The Nova Scotia government’s early-stage venture capital agency announced the appointment on social media this week, saying she is succeeding Rodney F. Burgar, who had held the position since 2014.
“As a venture capital professional with a network across Canada and the United States, I’d really like to use that network to open more doors and to get the Innovcorp team access to that network,” said LeBlanc in an interview on Tuesday.
LeBlanc’s career has straddled the New Brunswick-Nova Scotia border, as she has worked with the New Brunswick Innovation Foundation in Fredericton and the First Angel Network in Halifax. In 2014, she moved on to Toronto where she worked as an investment manager for BDC Capital, the largest VC investor in Canada.
Three years ago, she became the Director of Investment and Partnerships at Sidewalk Labs, the group that was working on the redevelopment of a lake-front district in southeast Toronto.
LeBlanc has recently moved to Copenhagen to take a job with a European urban tech and sustainability fund. She declined to name the fund as it will be announcing her position in a few weeks, but she did say its investments include Halifax-based CarbonCure Technologies. LeBlanc will divide her time between Denmark and the farmhouse that she and her husband, the designer Philip LeBlanc, have restored in St. George, New Brunswick.
See also: Innovacorp Accelerated Investments During the Pandemic.
Already sitting on the board of the regional IT accelerator Propel, LeBlanc joined the Innovacorp board two years ago and repeated throughout the interview that she is excited to now be the chair.
As well as the strength of its portfolio, she said she’s impressed with Innovcorp’s pre-investment programs like Sprint and GreenShoots, as well as the incubation spaces. And she fully supports the Innovacorp mission to provide VC backing largely to companies that aim for billion-dollar valuations.
“Within venture capital, it’s not a business of home runs; it’s a business of grand slams,” she said. “It’s all about having these big companies. If you look at Canadian history, it’s the companies like RIM (now BlackBerry) and companies like Shopify that are the anchors in the local economy that allow the economy to grow and thrive. We can grow those companies in Atlantic Canada.”
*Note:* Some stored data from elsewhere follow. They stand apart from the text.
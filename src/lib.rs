//! Background release check and notice printing for the trivy CLI.
//!
//! # Usage
//!
//! ```rust,no_run
//! use std::sync::Arc;
//! use tokio_util::sync::CancellationToken;
//! use trivy_update::update::{UpdateChecker, UpdateState, notify_updates};
//!
//! # async fn example() -> std::io::Result<()> {
//! let state = Arc::new(UpdateState::new());
//! let checker = UpdateChecker::with_defaults();
//! let args: Vec<String> = std::env::args().skip(1).collect();
//! checker.check_update(Arc::clone(&state), CancellationToken::new(), "0.50.0", &args);
//!
//! // ... the tool's real work ...
//!
//! notify_updates(&state, &mut std::io::stderr())?;
//! # Ok(())
//! # }
//! ```

pub mod config;
pub mod error;
pub mod update;

pub use config::UpdateConfig;
pub use error::{Result, UpdateError};
pub use update::{UpdateChecker, UpdateState};
//! Background version check.
//!
//! [`UpdateChecker::check_update`] records the running version and spawns a
//! single detached task that asks the check endpoint for the latest release,
//! announcements and warnings. Every failure (bad request, transport error,
//! non-200 status, undecodable body, timeout, cancellation) is logged at
//! `warn` and the shared [`UpdateState`] is left unready. Only a fully
//! decoded payload is published.

use super::flags::extract_flags;
use super::identity::{FALLBACK_IDENTIFIER, identify};
use super::response::UpdateResponse;
use super::state::UpdateState;
use crate::config::UpdateConfig;
use crate::error::{Result, UpdateError};
use reqwest::StatusCode;
use std::sync::Arc;
use tokio::task::JoinHandle;
use tokio_util::sync::CancellationToken;
use tracing::{debug, warn};

/// Anonymised host identifier, see [`identify`].
pub const HEADER_IDENTIFIER: &str = "x-trivy-identifier";
/// Space-joined flag names of the current invocation.
pub const HEADER_COMMAND: &str = "x-trivy-command";
/// Operating system name.
pub const HEADER_OS: &str = "x-trivy-os";
/// CPU architecture name.
pub const HEADER_ARCH: &str = "x-trivy-arch";

/// What one check reports about the running invocation.
///
/// Built on the caller's thread so that reading the host identifier never
/// blocks an async worker and raw argument values never reach the task.
#[derive(Debug, Clone, PartialEq, Eq)]
pub struct CheckRequest {
    /// Running version, sent as `User-Agent: trivy/<version>`.
    pub version: String,
    /// Flag names only, see [`extract_flags`].
    pub flags: Vec<String>,
    /// Anonymised host identifier; `None` when telemetry is disabled.
    pub identifier: Option<String>,
}

impl CheckRequest {
    /// Gather flags and, when `telemetry` is on, the host identifier.
    pub fn new<I, S>(version: &str, args: I, telemetry: bool) -> Self
    where
        I: IntoIterator<Item = S>,
        S: AsRef<str>,
    {
        Self {
            version: version.to_owned(),
            flags: extract_flags(args),
            identifier: telemetry.then(identify),
        }
    }
}

/// Issues the version check request and publishes its result.
#[derive(Debug, Clone)]
pub struct UpdateChecker {
    config: UpdateConfig,
    /// `None` when the HTTP client could not be built (e.g. no TLS backend).
    client: Option<reqwest::Client>,
}

impl UpdateChecker {
    /// Create a checker with the given configuration.
    ///
    /// Never panics: a client that fails to build is reported when a check
    /// is attempted.
    pub fn new(config: UpdateConfig) -> Self {
        let client = match reqwest::Client::builder().timeout(config.timeout()).build() {
            Ok(client) => Some(client),
            Err(e) => {
                warn!(error = %e, "cannot build HTTP client for version check");
                None
            }
        };
        Self { config, client }
    }

    /// Create a checker against the default endpoint (or `TRIVY_UPDATE_ENDPOINT`).
    pub fn with_defaults() -> Self {
        Self::new(UpdateConfig::from_env())
    }

    /// Start a best-effort check for a newer release.
    ///
    /// `version` is recorded into `state` before this returns. The request
    /// itself runs on a detached tokio task; the returned handle may be
    /// dropped. Returns `None` when no task was started: the check is
    /// disabled, no tokio runtime is available, or a version was already
    /// recorded in `state` by an earlier call (the first call wins).
    ///
    /// Only the flag names from `args` are sent, never their values.
    pub fn check_update<I, S>(
        &self,
        state: Arc<UpdateState>,
        cancel: CancellationToken,
        version: &str,
        args: I,
    ) -> Option<JoinHandle<()>>
    where
        I: IntoIterator<Item = S>,
        S: AsRef<str>,
    {
        if !state.record_current_version(version) {
            debug!(version, "version check already started, ignoring repeated call");
            return None;
        }

        if self.config.skip_version_check {
            debug!("version check disabled, skipping");
            return None;
        }

        let runtime = match tokio::runtime::Handle::try_current() {
            Ok(handle) => handle,
            Err(e) => {
                warn!(error = %e, "no async runtime available, skipping version check");
                return None;
            }
        };

        let request = CheckRequest::new(version, args, !self.config.disable_telemetry);
        let checker = self.clone();

        Some(runtime.spawn(async move {
            debug!(endpoint = %checker.config.endpoint, "requesting latest version details");
            match checker.fetch(&request, &cancel).await {
                Ok(response) => {
                    debug!(
                        latest = %response.version.latest_version,
                        "version details received, storing for later"
                    );
                    if state.publish(response) {
                        debug!("version details ready for printing");
                    } else {
                        warn!("version details already published, discarding new result");
                    }
                }
                Err(e) => warn!(error = %e, "version check failed"),
            }
        }))
    }

    /// Perform one request and decode its body.
    ///
    /// Aborts with [`UpdateError::Cancelled`] as soon as `cancel` fires,
    /// whether the request is still connecting or the body is streaming.
    ///
    /// # Errors
    ///
    /// Returns an error for any of the failure modes listed on [`UpdateError`].
    pub async fn fetch(
        &self,
        request: &CheckRequest,
        cancel: &CancellationToken,
    ) -> Result<UpdateResponse> {
        let client = self
            .client
            .as_ref()
            .ok_or_else(|| UpdateError::Request("HTTP client unavailable".to_owned()))?;
        let http_request = self.build_request(client, request)?;

        tokio::select! {
            biased;
            _ = cancel.cancelled() => Err(UpdateError::Cancelled),
            result = self.execute(client, http_request) => result,
        }
    }

    fn build_request(
        &self,
        client: &reqwest::Client,
        request: &CheckRequest,
    ) -> Result<reqwest::Request> {
        let mut builder = client
            .get(&self.config.endpoint)
            .timeout(self.config.timeout())
            .header(
                reqwest::header::USER_AGENT,
                format!("trivy/{}", request.version),
            );

        if !self.config.disable_telemetry {
            let identifier = request
                .identifier
                .as_deref()
                .unwrap_or(FALLBACK_IDENTIFIER);
            builder = builder
                .header(HEADER_IDENTIFIER, identifier)
                .header(HEADER_COMMAND, request.flags.join(" "))
                .header(HEADER_OS, os_name())
                .header(HEADER_ARCH, arch_name());
        }

        builder
            .build()
            .map_err(|e| UpdateError::Request(e.to_string()))
    }

    async fn execute(
        &self,
        client: &reqwest::Client,
        request: reqwest::Request,
    ) -> Result<UpdateResponse> {
        let resp = client
            .execute(request)
            .await
            .map_err(|e| self.classify(e))?;

        if resp.status() != StatusCode::OK {
            return Err(UpdateError::Status(resp.status().as_u16()));
        }

        let body = resp.bytes().await.map_err(|e| self.classify(e))?;
        serde_json::from_slice(&body).map_err(|e| UpdateError::Decode(e.to_string()))
    }

    fn classify(&self, e: reqwest::Error) -> UpdateError {
        if e.is_timeout() {
            UpdateError::Timeout(self.config.timeout_secs)
        } else {
            e.into()
        }
    }
}

/// Operating system name in the vocabulary release tooling uses.
pub fn os_name() -> &'static str {
    match std::env::consts::OS {
        "macos" => "darwin",
        other => other,
    }
}

/// CPU architecture name in the vocabulary release tooling uses.
pub fn arch_name() -> &'static str {
    match std::env::consts::ARCH {
        "x86_64" => "amd64",
        "x86" => "386",
        "aarch64" => "arm64",
        "powerpc64" => "ppc64",
        other => other,
    }
}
Asked in what direction she wants to take Innovacorp, LeBlanc said the agency will have some surprising announcements this year, but she declined to say what they are.
LeBlanc lived in Halifax 10 years ago, before Volta, Build Ventures, Concrete Ventures and the Creative Disruption Lab were in existence. Nova Scotia and its startup ecosystem are evolving quickly and the pandemic is creating opportunities as well as hardship, she said.
“Atlantic Canada is very representative of startup communities in other parts of the country,” she said. “It’s just really hard to sell and to scale. What’s really important is for companies in Atlantic Canada to have ties to investors and anchor customers based elsewhere. I’m just really excited to give back and to stay involved and to continue to provide more national and international access to more companies and Innovacorp in general. Having those international ties will help us to get better and stronger.”
Disclosure: Innovacorp is a client of Entrevestor.